All supported formats are placed under src/format. Currently the following formats are tested:

  1. txt: simple text format. Sentences are separated by \n, tokens/words are separated by whitespace.

  2. tree: constituency tree format. Run python -i format/tree.py to play around.

  3. semanticFrame: Propbank/Nombank frame loader. Returns bundles of frames for analysis.

  4. AMR: Abstract Meaning Representation. Run python -i format/AMR.py to play around.

  5. conll: General CoNLL format loader. Default is CoNLL_U. Run python -i format/conll.py to play around.

1.1 Recommended Functions

For formats supporting being loaded from a file, one should implement a load function in the format file (see 2.1).

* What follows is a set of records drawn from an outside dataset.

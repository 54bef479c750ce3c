//! Error types for the hookwire dispatcher
//!
//! This module defines the error hierarchy for the hookwire crate using `thiserror`.
//! All operations that can fail return `Result<T, WireError>`.
//!
//! Most failure conditions in the dispatch path are deliberately *not* errors:
//! a missing configuration file degrades to an empty configuration, an invalid
//! pattern never matches, and a hook that cannot be found or crashes is recorded
//! on its invocation record. `WireError` covers the genuinely fatal cases plus
//! the internal fallible steps that callers recover from locally.
//!
//! # Error Variants
//!
//! - [`WireError::EventParse`]: the incoming event payload is not a usable JSON object
//! - [`WireError::ConfigParse`]: a configuration file exists but does not parse
//! - [`WireError::Spawn`]: a hook executable exists but could not be launched
//! - [`WireError::JsonDecode`]: JSON parsing errors (auto-converts from `serde_json::Error`)
//! - [`WireError::Io`]: filesystem and I/O operations (auto-converts from `std::io::Error`)
//!
//! # Example
//!
//! ```rust
//! use hookwire::error::WireError;
//!
//! fn example() -> Result<(), WireError> {
//!     // Auto-conversion from std::io::Error
//!     let _file = std::fs::read_to_string("/nonexistent")?;
//!     Ok(())
//! }
//! ```

use thiserror::Error;

/// The main error type for all hookwire operations
///
/// Two variants support automatic conversion via the `?` operator:
/// - `JsonDecode` from `serde_json::Error`
/// - `Io` from `std::io::Error`
#[derive(Error, Debug)]
pub enum WireError {
    /// The incoming lifecycle event payload could not be parsed
    ///
    /// This error occurs when the host writes something other than a single
    /// JSON object to the dispatcher's stdin. The dispatcher binary exits
    /// with code 1 in this case; hooks are never consulted.
    #[error("Failed to parse event payload: {reason}")]
    EventParse {
        /// Description of what went wrong during parsing
        reason: String,
    },

    /// A configuration file was found but could not be parsed
    ///
    /// The loader catches this internally and degrades to the empty
    /// configuration, so it never crosses the dispatch boundary. It exists
    /// as a variant so the strict loading path can report *which* file was
    /// rejected.
    #[error("Failed to parse hook configuration {path}: {reason}")]
    ConfigParse {
        /// Path of the offending configuration file
        path: String,
        /// Description of the parse failure
        reason: String,
    },

    /// A hook executable exists but could not be launched
    ///
    /// This covers interpreter-missing, permission, and similar spawn-time
    /// failures. The runner converts it into a `SpawnError` invocation
    /// record rather than aborting the dispatch.
    #[error("Failed to spawn hook '{hook}': {source}")]
    Spawn {
        /// Name of the hook that failed to launch
        hook: String,
        /// The underlying spawn error
        #[source]
        source: std::io::Error,
    },

    /// Failed to parse JSON
    ///
    /// This error is automatically converted from `serde_json::Error`.
    #[error("Failed to parse JSON: {0}")]
    JsonDecode(#[from] serde_json::Error),

    /// I/O operation failed
    ///
    /// This error is automatically converted from `std::io::Error` for
    /// filesystem operations, process spawning, and stdio communication.
    #[error("IO error: {0}")]
    Io(#[from] std::io::Error),
}
//! Configuration file discovery and loading
//!
//! The loader probes an explicit, ordered list of candidate paths and parses
//! the first file that exists. The list is a plain `Vec<PathBuf>` so tests
//! can substitute temporary directories.
//!
//! # Search Strategy
//!
//! [`ConfigLoader::default_candidates`] produces the default order:
//!
//! 1. `./.hookwire/hooks.json` - project-local hidden directory
//! 2. `./hookwire.json` - project root
//! 3. `$HOME/.hookwire/hooks.json` - per-user fallback
//!
//! # Hot Reload
//!
//! There is no caching: every call to [`ConfigLoader::load`] re-reads from
//! disk, so edits to the configuration take effect on the next dispatch
//! without restarting the host process.
//!
//! # Degradation
//!
//! A missing file, an unreadable file, and a parse failure all degrade to the
//! empty configuration. Parse failures are logged as warnings; "no file
//! found" is only a debug-level note since running without hooks is a normal
//! state.

use std::path::{Path, PathBuf};

use tracing::{debug, warn};

use crate::config::HookConfig;
use crate::error::WireError;

/// Loads the hook configuration from an ordered list of candidate files
///
/// # Example
///
/// ```
/// use hookwire::config::ConfigLoader;
/// use std::path::PathBuf;
///
/// // Default candidate order
/// let loader = ConfigLoader::default();
///
/// // Explicit candidates (e.g. for tests)
/// let loader = ConfigLoader::new(vec![PathBuf::from("/tmp/hooks.json")]);
/// let config = loader.load();
/// assert!(config.is_empty());
/// ```
#[derive(Debug, Clone)]
pub struct ConfigLoader {
    /// Candidate files, probed in order; the first that exists wins
    candidates: Vec<PathBuf>,
}

impl ConfigLoader {
    /// Create a loader with an explicit candidate list
    pub fn new(candidates: Vec<PathBuf>) -> Self {
        Self { candidates }
    }

    /// The default candidate file locations, in probe order
    pub fn default_candidates() -> Vec<PathBuf> {
        let mut candidates = vec![
            PathBuf::from(".hookwire/hooks.json"),
            PathBuf::from("hookwire.json"),
        ];
        if let Ok(home) = std::env::var("HOME") {
            candidates.push(PathBuf::from(home).join(".hookwire/hooks.json"));
        }
        candidates
    }

    /// The candidate files this loader probes, in order
    pub fn candidates(&self) -> &[PathBuf] {
        &self.candidates
    }

    /// Load the configuration from the first candidate file that exists
    ///
    /// Never fails: absence of every candidate, or a file that cannot be
    /// read or parsed, yields [`HookConfig::empty`]. Called on every
    /// dispatch - results are never cached.
    pub fn load(&self) -> HookConfig {
        for candidate in &self.candidates {
            if !candidate.exists() {
                continue;
            }
            match Self::parse_file(candidate) {
                Ok(config) => {
                    debug!("Loaded hook configuration from {}", candidate.display());
                    return config;
                }
                Err(e) => {
                    warn!("{e}; continuing with no hooks configured");
                    return HookConfig::empty();
                }
            }
        }

        debug!("No hook configuration file found; no hooks configured");
        HookConfig::empty()
    }

    /// Parse a single configuration file, reporting which file failed
    fn parse_file(path: &Path) -> Result<HookConfig, WireError> {
        let text = std::fs::read_to_string(path).map_err(|e| WireError::ConfigParse {
            path: path.display().to_string(),
            reason: e.to_string(),
        })?;
        serde_json::from_str(&text).map_err(|e| WireError::ConfigParse {
            path: path.display().to_string(),
            reason: e.to_string(),
        })
    }
}

impl Default for ConfigLoader {
    fn default() -> Self {
        Self::new(Self::default_candidates())
    }
}

#[cfg(test)]
mod tests {
    use super::*;
    use std::fs;

    fn write_config(dir: &Path, name: &str, contents: &str) -> PathBuf {
        let path = dir.join(name);
        fs::write(&path, contents).unwrap();
        path
    }

    #[test]
    fn test_load_missing_file_yields_empty() {
        let loader = ConfigLoader::new(vec![PathBuf::from("/nonexistent/hooks.json")]);
        assert!(loader.load().is_empty());
    }

    #[test]
    fn test_load_no_candidates_yields_empty() {
        let loader = ConfigLoader::new(vec![]);
        assert!(loader.load().is_empty());
    }

    #[test]
    fn test_load_first_existing_candidate_wins() {
        let dir = tempfile::tempdir().unwrap();
        let first = write_config(dir.path(), "first.json", r#"{"stop": ["from-first"]}"#);
        let second = write_config(dir.path(), "second.json", r#"{"stop": ["from-second"]}"#);

        let loader = ConfigLoader::new(vec![first, second]);
        let config = loader.load();
        assert_eq!(config.stop, Some(vec!["from-first".to_string()]));
    }

    #[test]
    fn test_load_skips_missing_candidates() {
        let dir = tempfile::tempdir().unwrap();
        let present = write_config(dir.path(), "hooks.json", r#"{"stop": ["present"]}"#);

        let loader = ConfigLoader::new(vec![dir.path().join("missing.json"), present]);
        let config = loader.load();
        assert_eq!(config.stop, Some(vec!["present".to_string()]));
    }

    #[test]
    fn test_malformed_file_degrades_to_empty() {
        let dir = tempfile::tempdir().unwrap();
        let bad = write_config(dir.path(), "hooks.json", "{ not json");

        let loader = ConfigLoader::new(vec![bad]);
        assert!(loader.load().is_empty());
    }

    #[test]
    fn test_hot_reload_sees_edits() {
        let dir = tempfile::tempdir().unwrap();
        let path = write_config(dir.path(), "hooks.json", r#"{"stop": ["one"]}"#);
        let loader = ConfigLoader::new(vec![path.clone()]);

        assert_eq!(loader.load().stop, Some(vec!["one".to_string()]));

        fs::write(&path, r#"{"stop": ["one", "two"]}"#).unwrap();
        assert_eq!(
            loader.load().stop,
            Some(vec!["one".to_string(), "two".to_string()])
        );
    }

    #[test]
    fn test_default_candidates_start_project_local() {
        let candidates = ConfigLoader::default_candidates();
        assert!(candidates.len() >= 2);
        assert_eq!(candidates[0], PathBuf::from(".hookwire/hooks.json"));
        assert_eq!(candidates[1], PathBuf::from("hookwire.json"));
    }
}
use ndarray::{ArrayView1, ArrayView2, Zip};

/// Returns the index of the greatest value in `row`, the first one on ties.
///
/// An empty row yields 0. `NaN`s never win a comparison.
pub fn argmax(row: ArrayView1<f32>) -> usize {
    let mut best = 0;
    let mut best_val = f32::NEG_INFINITY;

    for (i, &v) in row.iter().enumerate() {
        if v > best_val {
            best = i;
            best_val = v;
        }
    }

    best
}

/// Counts the rows where the predicted class matches the one-hot target class.
pub fn categorical_hits(y_pred: ArrayView2<f32>, y: ArrayView2<f32>) -> usize {
    let mut hits = 0;

    Zip::from(y_pred.rows()).and(y.rows()).for_each(|p, t| {
        if argmax(p) == argmax(t) {
            hits += 1;
        }
    });

    hits
}
use std::{
    collections::HashMap,
    fs, io,
    path::{Path, PathBuf},
};

use log::debug;
use parking_lot::Mutex;

use crate::Result;

/// A durable key-value store holding whole documents.
///
/// Values are overwritten wholesale, there are no partial updates.
pub trait KeyValueStore: Send + Sync {
    /// Reads the document stored under `key`.
    ///
    /// # Returns
    /// `None` if nothing was ever stored under `key`.
    fn get(&self, key: &str) -> Result<Option<String>>;

    /// Replaces the document stored under `key`.
    fn set(&self, key: &str, value: &str) -> Result<()>;
}

/// Stores every key as a `<key>.json` file inside a directory.
#[derive(Debug, Clone)]
pub struct FileStore {
    dir: PathBuf,
}

impl FileStore {
    /// Creates a new `FileStore`, creating `dir` if it doesn't exist.
    ///
    /// # Arguments
    /// * `dir` - The directory the documents live in.
    pub fn new<P: AsRef<Path>>(dir: P) -> Result<Self> {
        let dir = dir.as_ref().to_path_buf();
        fs::create_dir_all(&dir)?;
        Ok(Self { dir })
    }

    pub fn path_for(&self, key: &str) -> PathBuf {
        self.dir.join(format!("{key}.json"))
    }
}

impl KeyValueStore for FileStore {
    fn get(&self, key: &str) -> Result<Option<String>> {
        match fs::read_to_string(self.path_for(key)) {
            Ok(value) => Ok(Some(value)),
            Err(e) if e.kind() == io::ErrorKind::NotFound => Ok(None),
            Err(e) => Err(e.into()),
        }
    }

    // Writes to a sibling temp file first so a crash never leaves a truncated document.
    fn set(&self, key: &str, value: &str) -> Result<()> {
        let path = self.path_for(key);
        let tmp = self.dir.join(format!(".{key}.json.tmp"));

        fs::write(&tmp, value)?;
        fs::rename(&tmp, &path)?;

        debug!("wrote {} bytes to {}", value.len(), path.display());
        Ok(())
    }
}

/// Keeps every document in memory, for tests and embedding.
#[derive(Debug, Default)]
pub struct MemoryStore {
    values: Mutex<HashMap<String, String>>,
}

impl MemoryStore {
    pub fn new() -> Self {
        Self::default()
    }
}

impl KeyValueStore for MemoryStore {
    fn get(&self, key: &str) -> Result<Option<String>> {
        Ok(self.values.lock().get(key).cloned())
    }

    fn set(&self, key: &str, value: &str) -> Result<()> {
        self.values
            .lock()
            .insert(key.to_string(), value.to_string());
        Ok(())
    }
}

#[cfg(test)]
mod tests {
    use std::{
        process,
        sync::atomic::{AtomicUsize, Ordering},
    };

    use super::*;

    fn scratch_dir() -> PathBuf {
        static NEXT: AtomicUsize = AtomicUsize::new(0);
        let n = NEXT.fetch_add(1, Ordering::Relaxed);
        std::env::temp_dir().join(format!("recognizer-storage-{}-{n}", process::id()))
    }

    #[test]
    fn memory_store_missing_key() {
        assert_eq!(MemoryStore::new().get("nope").unwrap(), None);
    }

    #[test]
    fn file_store_overwrites_wholesale() {
        let dir = scratch_dir();
        let store = FileStore::new(&dir).unwrap();

        assert_eq!(store.get("doc").unwrap(), None);
        store.set("doc", "{\"a\":1}").unwrap();
        store.set("doc", "{}").unwrap();
        assert_eq!(store.get("doc").unwrap().as_deref(), Some("{}"));

        fs::remove_dir_all(dir).unwrap();
    }
}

For formats supporting being exported, each instance of that format should have an export method that outputs a string.

2. Loader

2.1 Individual Loader

Each format has its own loader. It is defined as format.FORMAT.load. The load function has the following interface:

def load(file, linesToLoad=sys.maxsize)

At test time, the load function would be expected to parse the file description and read from it. It will return the first linesToLoad entries as a list.

For example, if one wishes to use load a file in constituency tree format (see example in tests/sampleTree.txt), one could do the following:

from datatool.format import tree
x = tree.load("datatool/tests/sampleTree.txt")

2.2 Class ParallelDataLoader

This class allows one to load parallel corpora (L1, L2) in any format. You can specify the format for L1 and L2 side separately.

from datatool.loader import ParallelDataLoader
loader = ParallelDataLoader(srcFormat='txtOrTree', tgtFormat='txtOrTree')

Here, 'txtOrTree' is the default value for srcFormat and tgtFormat. Note that under the format folder, except for data structures for specific formats, there are also mere loaders and 'txtOrTree' is one that can handle both tree and txt.

After initialising the loader, one can just go ahead and run:

loader.load(fFile, eFile, linesToLoad)

The loader will automatically align the parallel text and output a list of tuples, each containing a single entry in L1 and L2. Entries with either L1 or L2 being None or of length 0 will be omitted.

3. Exporter

Usage:

from datatool.exporter import exportToFile, RealtimeExporter

3.1 Function exportToFile

Export a txt format dataset or tree format dataset (not single entry, but rather a dataset) to file.

3.2 Class RealtimeExporter

The code is pretty self-explanatory. If the export function of a specific format takes quite a bit of time, this method is recommended.